Maybe.  But the problem is, standard black hole theory absolutely requires there to be a singularity at the center, because theoretically, once it's compressed below its Schwartzschild radius, nothing should be able to keep it from compressing further and further still.  And that's the reason why I can't just dismiss what this site is saying.  Standard black hole theory doesn't just break the laws of physics, it smashes them all to pieces.

It's just an approximation of what we've observed. Right now, though, it's the best explanation for our observations.

However, I don't think that it necessarily needs to be that way.  Let's take the supermassive black hole believed to be at the center of our galaxy.  Despite the fact that it has more than enough mass to act as a black hole, it doesn't seem especially likely that it's formed a singularity.  I'm not sure if it ever will, either, even though the equations seem to predict that it should.

What makes you say that?

I think that if something does form a black hole, it just means that light can't escape; the mass doesn't necessarily have to be compacted in the middle due to gravity.  Indeed, if the mass inside the black hole is revolving around the black hole's center of mass, it might never actually form a singularity at all.

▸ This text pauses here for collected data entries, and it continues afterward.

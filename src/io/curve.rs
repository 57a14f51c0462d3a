//! Read/write fitted-set JSON files.
//!
//! The JSON file is the "portable" representation of a fit run:
//! - one record per fitted curve (winner samples + training samples)
//! - fit error, tolerance factor, and the derived tolerance at export time
//!
//! It exists so plots can be re-rendered without refitting.

use std::fs::File;
use std::path::Path;

use serde::{Deserialize, Serialize};

use crate::domain::{LossKind, Point};
use crate::error::AppError;
use crate::fit::FittedCurve;

/// A saved fit run (JSON schema).
#[derive(Debug, Clone, Serialize, Deserialize)]
pub struct FitFile {
    pub tool: String,
    pub loss: LossKind,
    pub fits: Vec<FitRecord>,
}

/// One fitted curve, flattened for export.
#[derive(Debug, Clone, Serialize, Deserialize)]
pub struct FitRecord {
    pub name: String,
    pub training_name: String,
    pub fit_error: f64,
    pub tolerance_factor: f64,
    /// Derived at export time; re-derivable from the samples and factor.
    pub tolerance: f64,
    pub samples: Vec<Point>,
    pub training_samples: Vec<Point>,
}

/// Flatten a fitted set into export records.
pub fn fit_records(fits: &[FittedCurve]) -> Vec<FitRecord> {
    fits.iter()
        .map(|fit| FitRecord {
            name: fit.name().to_string(),
            training_name: fit.training().name().to_string(),
            fit_error: fit.fit_error(),
            tolerance_factor: fit.tolerance_factor(),
            tolerance: fit.tolerance(),
            samples: fit.curve().points().collect(),
            training_samples: fit.training().points().collect(),
        })
        .collect()
}

/// Write a fitted-set JSON file.
pub fn write_fits_json(
    path: &Path,
    fits: &[FittedCurve],
    loss: LossKind,
) -> Result<(), AppError> {
    let file = File::create(path).map_err(|e| {
        AppError::invalid_input(format!(
            "Failed to create fits JSON '{}': {e}",
            path.display()
        ))
    })?;

    let out = FitFile {
        tool: "fitc".to_string(),
        loss,
        fits: fit_records(fits),
    };

    serde_json::to_writer_pretty(file, &out)
        .map_err(|e| AppError::invalid_input(format!("Failed to write fits JSON: {e}")))?;

    Ok(())
}

/// Read a fitted-set JSON file.
pub fn read_fits_json(path: &Path) -> Result<FitFile, AppError> {
    let file = File::open(path).map_err(|e| {
        AppError::invalid_input(format!(
            "Failed to open fits JSON '{}': {e}",
            path.display()
        ))
    })?;
    let fits: FitFile = serde_json::from_reader(file)
        .map_err(|e| AppError::invalid_input(format!("Invalid fits JSON: {e}")))?;
    Ok(fits)
}

#[cfg(test)]
mod tests {
    use super::*;
    use crate::domain::CurveModel;

    #[test]
    fn records_capture_derived_tolerance() {
        let c = CurveModel::from_tabular("y1", &[1.0, 2.0], &[2.0, 4.0]);
        let t = CurveModel::from_tabular("t1", &[1.0, 2.0], &[2.0, 5.0]);
        let mut fit = FittedCurve::new(c, t, 1.0);
        fit.set_tolerance_factor(2.0);

        let records = fit_records(&[fit]);
        assert_eq!(records.len(), 1);
        assert_eq!(records[0].name, "y1");
        assert_eq!(records[0].training_name, "t1");
        assert!((records[0].tolerance - 2.0).abs() < 1e-12);
        assert_eq!(records[0].samples.len(), 2);
        assert_eq!(records[0].training_samples.len(), 2);
    }

    #[test]
    fn fit_file_round_trips_through_json() {
        let c = CurveModel::from_tabular("y1", &[1.0], &[2.0]);
        let t = CurveModel::from_tabular("t1", &[1.0], &[2.0]);
        let file = FitFile {
            tool: "fitc".to_string(),
            loss: LossKind::Squared,
            fits: fit_records(&[FittedCurve::new(c, t, 0.0)]),
        };

        let json = serde_json::to_string(&file).unwrap();
        let back: FitFile = serde_json::from_str(&json).unwrap();
        assert_eq!(back.fits.len(), 1);
        assert_eq!(back.fits[0].name, "y1");
        assert_eq!(back.loss, LossKind::Squared);
    }
}
use std::process::ExitCode;

fn main() -> ExitCode {
    match fit_curves::app::run() {
        Ok(()) => ExitCode::SUCCESS,
        Err(err) => {
            eprintln!("{err}");
            ExitCode::from(err.exit_code())
        }
    }
}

How can the mass can be revolving around the black hole's center of mass? Surely a black hole, with its enormous gravitational pull (even if there's no singularity, a black hole is still pretty dense), would be as close to a rigid body as can be, right? I know gravity doesn't really mean much on an atomic and subatomic scale, but what you seem to be suggesting is that large "blobs" are moving around inside a black hole, orbiting its center of mass. Such "blobs" would definitely be affected by the black hole's gravity.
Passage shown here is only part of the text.